Der listete in seinem Rechenschaftsbericht die Einsätze des vergangenen Jahres auf: Zu zwei Bränden wurden die Feuerwehrleute aus Perchting gerufen: einer in Hadorf, der andere in Perchting selbst, als eine Hochspannungsleitung auf einen Misthaufen gefallen war und der Feuer gefangen hatte. Dazu kamen zahlreiche Einsätze, bei denen die Kameraden bei schweren Unfällen gefordert waren. Hilfeleistungen wie die Beseitigung von Ölspuren, aber auch Absicherungen bei Veranstaltungen. Das summierte sich am Ende auf 21 Termine, an denen die Perchtinger ausrückten. 

„Die Zahlen steigen, das ist für eine kleine Feuerwehr wie Perchting schon viel“, sagte Sven Vermehren. Insgesamt leisteten die Kameraden aus dem kleinen Ortsteil von Starnberg die stolze Zahl von 3006 ehrenamtlichen Stunden im vergangenen Jahr – 1000 mehr als noch 2014. Da braucht es eine stabile, verlässliche Einsatzabteilung. Und über verfügt man in Perchting.

 28 Männer und vier Frauen sind seit Jahren in der Einsatzabteilung aktiv, das Durchschnittsalter der Kameraden liegt bei gerade einmal 33 Jahren. Dennoch unternimmt der Feuerwehrverein erhebliche Anstrengungen, um die Jugend rechtzeitig für den Dienst bei der Feuerwehr zu begeistern, wie Jugendwart Robert Müller berichtete. „Wir hatten zwei Buben, die sich für die Feuerwehr interessierten. Die hätten wir eigentlich wegschicken müssen, weil sie noch nicht zwölf Jahre alt sind. Doch wir konkurrieren mit den anderen Vereinen“, sagte er.

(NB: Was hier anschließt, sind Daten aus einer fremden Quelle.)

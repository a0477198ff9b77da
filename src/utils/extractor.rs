//! 路径参数提取器
//!
//! 解析失败时直接返回 400 与统一响应体，而不是 actix 默认的纯文本错误。

use actix_web::{FromRequest, HttpRequest, HttpResponse, dev::Payload, error::InternalError};
use std::future::{Ready, ready};

use crate::models::{ApiResponse, ErrorCode};

fn bad_path(message: String) -> actix_web::Error {
    let response =
        HttpResponse::BadRequest().json(ApiResponse::error_empty(ErrorCode::BadRequest, &message));
    InternalError::from_response(message, response).into()
}

/// 解析为正整数 ID
pub(crate) fn parse_positive_id(raw: &str, label: &str) -> Result<i64, String> {
    match raw.parse::<i64>() {
        Ok(id) if id > 0 => Ok(id),
        _ => Err(format!("无效的{label}: {raw}")),
    }
}

macro_rules! define_id_extractor {
    ($(#[$meta:meta])* $name:ident, $param:literal, $label:literal) => {
        $(#[$meta])*
        #[derive(Debug, Clone, Copy)]
        pub struct $name(pub i64);

        impl FromRequest for $name {
            type Error = actix_web::Error;
            type Future = Ready<Result<Self, Self::Error>>;

            fn from_request(req: &HttpRequest, _: &mut Payload) -> Self::Future {
                let raw = req.match_info().get($param).unwrap_or_default();
                ready(parse_positive_id(raw, $label).map($name).map_err(bad_path))
            }
        }
    };
}

define_id_extractor!(
    /// 通用 `{id}` 路径参数
    SafeIDI64,
    "id",
    "ID"
);
define_id_extractor!(SafeUserIdI64, "user_id", "用户ID");
define_id_extractor!(SafeStudentIdI64, "student_id", "学生ID");
define_id_extractor!(SafeOfferingIdI64, "offering_id", "开课ID");
define_id_extractor!(SafeEnrollmentIdI64, "enrollment_id", "选课ID");

#[cfg(test)]
mod tests {
    use super::*;
    use actix_web::test::TestRequest;

    #[test]
    fn test_parse_positive_id() {
        assert_eq!(parse_positive_id("42", "ID"), Ok(42));
        assert!(parse_positive_id("0", "ID").is_err());
        assert!(parse_positive_id("-3", "ID").is_err());
        assert!(parse_positive_id("abc", "ID").is_err());
    }

    #[actix_web::test]
    async fn test_extract_from_match_info() {
        let req = TestRequest::default().param("id", "7").to_http_request();
        let id = SafeIDI64::extract(&req).await.unwrap();
        assert_eq!(id.0, 7);

        let req = TestRequest::default().param("student_id", "x").to_http_request();
        assert!(SafeStudentIdI64::extract(&req).await.is_err());
    }
}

Dieses Jahr werden die Buben zwölf und sind dann richtige Mitglieder der Jugendwehr. Ein Flyer soll entworfen und an die Jugendlichen im Ort verschickt werden, um sie zu einem Jugendtag in diesem Jahr herzlich einzuladen.

Ehrungen, Auszeichnungen und Personalien

Im Rahmen der Jahreshauptversammlung wurden zahlreiche Kameraden in Perchting befördert und geehrt. In den Rang eines Feuerwehrmannes erhoben wurden Thomas Dosch jr., Nico Kuch, Matthias Lenz, Martin Mair und Christoph Schmid. Befördert zum Oberfeuerwehrmann wurde Rudolf Gröger. Er wurde auch für zehn Jahre aktiven Dienst bei der Feuerwehr ausgezeichnet. Seit zwei Jahrzehnten im Einsatz ist der 2. Vorsitzende des Feuerwehrvereins, Manfred Vermehren. Auch er wurde geehrt. Während der Versammlung wurde bekannt gegeben, dass Sebastian Mair seit November das Amt des 2. Kommandanten inne hat. Mair war zuvor als Kassier des Vereins tätig gewesen. Dieses Amt übernimmt nun kommissarisch Christoph Schmied. Da die Amtsperiode des Vorstands nur noch ein Jahr andauert, soll er aber nicht extra noch notariell eingetragen werden. Er führt die Bücher, zeichnen wird aber bis Ende der Wahlperiode Sebastian Mair.